Shares in Southern Cross Media Group Ltd (ASX: SXL) have plunged 40% so far in 2014 as the company's long-term outlook weakens and profits continue to fall.
Is The Market Right?
Southern Cross Media announced at the end of May that net profit for the 12 months to the end of June 2014 would be 10% below that of financial year 2013, which was 10% below that of 2012. Interestingly, the market must have been expecting the announcement as the share price only fell by around 3% on the day of the announcement.
I also find it interesting that Southern Cross Media's share price jumped 40%, to over $1.90, between the end of June 2013 and mid-September 2013 when the company reported net profit exceeding $90 million in FY13. However, the share price now languishes at just over $1 when profitability is expected to fall to around $81 million. Could this be an overreaction?
Concerns over at Ten
Analysts appear to be concerned that around 70% of Southern Cross Media's revenue comes from its affiliation with Ten Network Holdings Limited (ASX: TEN). Ten has struggled to maintain its television market share in 2014 due to a perceived lack of quality content, resulting in lower revenue from advertising for both companies.
Concerns in Radio
The company also noted that the defection of controversial broadcasters Kyle and Jackie O would have an impact on earnings, however some analysts believe that this will be a short-term issue and view the current share price as an opportunity.

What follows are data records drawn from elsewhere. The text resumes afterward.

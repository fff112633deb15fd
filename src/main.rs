//! GenesisAI chat - terminal client
//!
//! Streams answers from the GenesisAI backend, assembling fragmented JSON
//! chunks into a conversation rendered from Markdown and TeX.

mod auth;
mod client;
mod config;
mod conversation;
mod locale;
mod render;
mod session;
mod store;
mod stream;
mod widget;

use auth::{AuthError, AuthService, LoginBackend, MockAuth};
use client::{fetch_remote_config, ApiClient};
use config::ChatConfig;
use conversation::{Conversation, Feedback, Message, MessageKind, SurveyOption};
use locale::Language;
use render::Fragment;
use session::{ChatSession, Presenter};
use std::io::Write;
use std::path::{Path, PathBuf};
use std::sync::{Arc, Mutex, PoisonError};
use store::LocalStore;
use tokio::io::{AsyncBufReadExt, BufReader};
use tracing_subscriber::{layer::SubscriberExt, util::SubscriberInitExt};
use widget::{WidgetGate, WidgetMessage};

const DEFAULT_SPEECH_FILE: &str = "speech.mp3";

#[tokio::main]
async fn main() -> Result<(), Box<dyn std::error::Error>> {
    // Logs go to stderr; stdout is the conversation
    tracing_subscriber::registry()
        .with(
            tracing_subscriber::EnvFilter::try_from_default_env()
                .unwrap_or_else(|_| "genesis_chat=info".into()),
        )
        .with(
            tracing_subscriber::fmt::layer()
                .json()
                .with_current_span(false)
                .with_span_list(false)
                .with_writer(std::io::stderr),
        )
        .init();

    let mut config = ChatConfig::from_env();
    if let Some(url) = config.config_url.clone() {
        match fetch_remote_config(&url).await {
            Ok(remote) => {
                tracing::info!(config_url = %url, "Loaded remote configuration");
                config.apply_remote(remote);
            }
            Err(e) => tracing::warn!(config_url = %url, error = %e, "Remote configuration unavailable"),
        }
    }
    if config.api_url.is_empty() {
        tracing::warn!("No backend configured. Set GENESIS_API_URL or GENESIS_CONFIG_URL.");
    }

    tracing::info!(path = %config.state_path.display(), "Opening state store");
    let store = LocalStore::open(&config.state_path)?;
    let language = store.language()?.unwrap_or(config.language);

    let client = Arc::new(ApiClient::new(&config.api_url, &config.api_key)?);
    let login_backend = if config.flags.mock_auth {
        LoginBackend::Mock(MockAuth::default())
    } else {
        LoginBackend::Remote(Arc::clone(&client))
    };
    let auth = AuthService::new(config.flags.login, login_backend, store.clone());

    let survey = config.flags.survey.then(SurveyOption::defaults);
    let gate = config
        .flags
        .widget_restrict
        .then(|| WidgetGate::new(config.parent_origin.clone(), config.questions_allowed));
    let conversation = Conversation::new(language, survey, gate);

    tracing::info!(
        language = %language,
        model = %config.model,
        flags = ?config.flags,
        "Starting chat session"
    );
    let presenter = Arc::new(TerminalPresenter::default());
    let mut session = ChatSession::new(conversation, client, presenter, Some(store), config.model);
    session.start();
    print_survey_options(session.conversation());

    run_repl(&mut session, &auth).await?;
    Ok(())
}

// ============================================================================
// Commands
// ============================================================================

#[derive(Debug, PartialEq, Eq)]
enum Command {
    Ask(String),
    Clear,
    Lang(Language),
    Rate(Feedback),
    Speak(PathBuf),
    Transcribe(PathBuf),
    Login { username: String, password: String },
    Logout,
    WhoAmI,
    Survey(String),
    Parent { origin: String, raw: String },
    Help,
    Quit,
}

fn parse_command(line: &str) -> Result<Command, String> {
    let line = line.trim();
    let Some(rest) = line.strip_prefix('/') else {
        return Ok(Command::Ask(line.to_string()));
    };

    let (name, args) = rest.split_once(' ').unwrap_or((rest, ""));
    let args = args.trim();
    match name {
        "clear" => Ok(Command::Clear),
        "lang" => args.parse().map(Command::Lang),
        "good" => Ok(Command::Rate(Feedback::Positive)),
        "bad" => Ok(Command::Rate(Feedback::Negative)),
        "speak" if args.is_empty() => Ok(Command::Speak(PathBuf::from(DEFAULT_SPEECH_FILE))),
        "speak" => Ok(Command::Speak(PathBuf::from(args))),
        "transcribe" if !args.is_empty() => Ok(Command::Transcribe(PathBuf::from(args))),
        "login" => match args.split_once(' ') {
            Some((username, password)) => Ok(Command::Login {
                username: username.to_string(),
                password: password.trim().to_string(),
            }),
            None => Err("usage: /login <username> <password>".to_string()),
        },
        "logout" => Ok(Command::Logout),
        "whoami" => Ok(Command::WhoAmI),
        "survey" if !args.is_empty() => Ok(Command::Survey(args.to_string())),
        "parent" => match args.split_once(' ') {
            Some((origin, raw)) => Ok(Command::Parent {
                origin: origin.to_string(),
                raw: raw.trim().to_string(),
            }),
            None => Err("usage: /parent <origin> <json>".to_string()),
        },
        "help" => Ok(Command::Help),
        "quit" | "exit" => Ok(Command::Quit),
        other => Err(format!("unknown or incomplete command: /{other} (try /help)")),
    }
}

const HELP: &str = "\
commands:
  <text>                 ask a question
  /clear                 start a new conversation
  /lang pt|en            switch language
  /good, /bad            rate the last answer (again to withdraw)
  /speak [file]          synthesize the last answer to an audio file
  /transcribe <file.wav> transcribe a recording and ask it
  /login <user> <pass>   log in
  /logout                log out
  /whoami                show the logged-in user
  /survey <id>           pick a survey profile
  /parent <origin> <json> deliver a message from the embedding page
  /quit                  exit";

fn last_rateable(conversation: &Conversation) -> Option<usize> {
    conversation
        .messages()
        .iter()
        .rposition(|m| m.allows_feedback)
}

async fn run_repl(
    session: &mut ChatSession<ApiClient, TerminalPresenter>,
    auth: &AuthService,
) -> std::io::Result<()> {
    let mut lines = BufReader::new(tokio::io::stdin()).lines();
    prompt()?;

    while let Some(line) = lines.next_line().await? {
        if line.trim().is_empty() {
            prompt()?;
            continue;
        }
        let language = session.conversation().language();
        let command = match parse_command(&line) {
            Ok(command) => command,
            Err(usage) => {
                println!("{usage}");
                prompt()?;
                continue;
            }
        };

        let gated = !matches!(
            command,
            Command::Login { .. } | Command::Help | Command::Quit
        );
        if gated && !auth.is_authenticated() {
            println!("Please /login first.");
            prompt()?;
            continue;
        }

        match command {
            Command::Ask(text) => {
                if let Err(e) = session.submit(&text).await {
                    println!("\n[error] {e}");
                    if session.conversation().has_request_error() {
                        println!("The answer was interrupted. Ask again to retry.");
                    }
                }
                println!();
            }
            Command::Clear => match session.clear() {
                Ok(()) => print_survey_options(session.conversation()),
                Err(e) => println!("[error] {e}"),
            },
            Command::Lang(new_language) => session.set_language(new_language),
            Command::Rate(feedback) => match last_rateable(session.conversation()) {
                Some(index) => {
                    if let Err(e) = session.toggle_feedback(index, feedback) {
                        println!("[error] {e}");
                    }
                }
                None => println!("Nothing to rate yet."),
            },
            Command::Speak(path) => match last_rateable(session.conversation()) {
                Some(index) => match session.speak(index, None).await {
                    Ok(audio) => {
                        if save_audio(&path, &audio).await {
                            println!("Audio written to {}", path.display());
                        }
                    }
                    Err(e) => println!("[error] {e}"),
                },
                None => println!("Nothing to speak yet."),
            },
            Command::Transcribe(path) => {
                if let Some(wav) = read_recording(&path).await {
                    match session.submit_recording(wav).await {
                        Ok(Some(_)) => println!(),
                        Ok(None) => println!("Nothing recognized."),
                        Err(e) => println!("\n[error] {e}"),
                    }
                }
            }
            Command::Login { username, password } => {
                match auth.login(&username, &password).await {
                    Ok(_) => println!("Logged in as {username}."),
                    Err(e) => println!("{}", login_failure(&e, language)),
                }
            }
            Command::Logout => {
                if let Err(e) = auth.logout() {
                    println!("[error] {e}");
                }
            }
            Command::WhoAmI => match auth.user_info() {
                Some(claims) => println!(
                    "{} <{}> ({})",
                    claims.sub.unwrap_or_default(),
                    claims.email.unwrap_or_default(),
                    claims.role.unwrap_or_default()
                ),
                None if auth.is_login_enabled() => println!("Not logged in."),
                None => match session.conversation().gate() {
                    Some(gate) => {
                        if let Some((name, email)) = gate.user() {
                            println!("{name} <{email}>");
                        }
                        println!(
                            "{} of {} questions used.",
                            gate.questions_made(),
                            gate.questions_allowed()
                        );
                    }
                    None => println!("Login is disabled."),
                },
            },
            Command::Survey(id) => {
                if let Err(e) = session.answer_survey(&id) {
                    println!("[error] {e}");
                }
            }
            Command::Parent { origin, raw } => {
                if let Err(e) = session.receive_parent_message(&origin, &raw) {
                    println!("[error] {e}");
                }
            }
            Command::Help => println!("{HELP}"),
            Command::Quit => break,
        }
        prompt()?;
    }
    Ok(())
}

fn login_failure(error: &AuthError, language: Language) -> &'static str {
    if let AuthError::Store(e) = error {
        tracing::error!(error = %e, "Login succeeded but token could not be stored");
    }
    error.message(language)
}

fn prompt() -> std::io::Result<()> {
    let mut out = std::io::stdout().lock();
    write!(out, "> ")?;
    out.flush()
}

fn print_survey_options(conversation: &Conversation) {
    if conversation.selected_survey().is_some() {
        return;
    }
    let language = conversation.language();
    for option in conversation.survey_options() {
        println!("  /survey {}  {}", option.id, option.name(language));
    }
}

// ============================================================================
// Terminal presenter
// ============================================================================

/// Write synthesized audio; a failure is reported and the REPL goes on.
async fn save_audio(path: &Path, audio: &[u8]) -> bool {
    match tokio::fs::write(path, audio).await {
        Ok(()) => true,
        Err(e) => {
            tracing::warn!(path = %path.display(), error = %e, "Failed to write audio");
            println!("[error] {e}");
            false
        }
    }
}

async fn read_recording(path: &Path) -> Option<Vec<u8>> {
    match tokio::fs::read(path).await {
        Ok(wav) => Some(wav),
        Err(e) => {
            tracing::warn!(path = %path.display(), error = %e, "Failed to read recording");
            println!("[error] {e}");
            None
        }
    }
}

/// Plain text of a message as shown in the terminal
fn plain_text(message: &Message) -> String {
    Fragment::parse(message.display_html()).text_content()
}

fn label(kind: MessageKind) -> &'static str {
    match kind {
        MessageKind::Question => "you",
        MessageKind::Answer => "genai",
        MessageKind::Survey => "survey",
    }
}

/// Writes answers to stdout as they stream in
#[derive(Default)]
struct TerminalPresenter {
    /// Index and raw length of the message currently being streamed
    streaming: Mutex<Option<(usize, usize)>>,
}

impl Presenter for TerminalPresenter {
    fn message_updated(&self, index: usize, message: &Message) {
        let mut streaming = self.streaming.lock().unwrap_or_else(PoisonError::into_inner);
        let raw = message.raw_text();

        if !message.allows_feedback {
            // Fixed texts appear whole; the user's own questions are already on screen
            if message.kind != MessageKind::Question {
                println!("{}: {}", label(message.kind), plain_text(message));
            }
            *streaming = None;
            return;
        }

        let shown = match *streaming {
            Some((i, len)) if i == index => len,
            _ => {
                print!("{}: ", label(message.kind));
                0
            }
        };
        print!("{}", raw.get(shown..).unwrap_or_default());
        *streaming = Some((index, raw.len()));
    }

    fn reset(&self, messages: &[Message]) {
        *self.streaming.lock().unwrap_or_else(PoisonError::into_inner) = None;
        println!();
        for message in messages {
            println!("{}: {}", label(message.kind), plain_text(message));
        }
    }

    fn scroll_to_bottom(&self) {
        let _ = std::io::stdout().flush();
    }

    fn notify_parent(&self, message: &WidgetMessage) {
        match serde_json::to_string(message) {
            Ok(json) => println!("[parent] {json}"),
            Err(e) => tracing::warn!(error = %e, "Cannot encode widget message"),
        }
    }
}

Yield and a Takeover Opportunity?
Incredibly, at the current share price Southern Cross is yielding around 11% grossed up! There is a risk that the dividend payout could be cut with greater investment in the company, however this is viewed as relatively unlikely due to the shareholder backlash that would result.
Other analysts consider Southern Cross as a potential takeover target after its recent share price plunge. This can likely only occur if proposed changes to media laws come into effect, however the larger television stations are expected to be interested in Southern Cross' radio assets should current laws be relaxed. A company like Southern Cross yielding 11% will not remain cheap for long if it able to maintain its payout.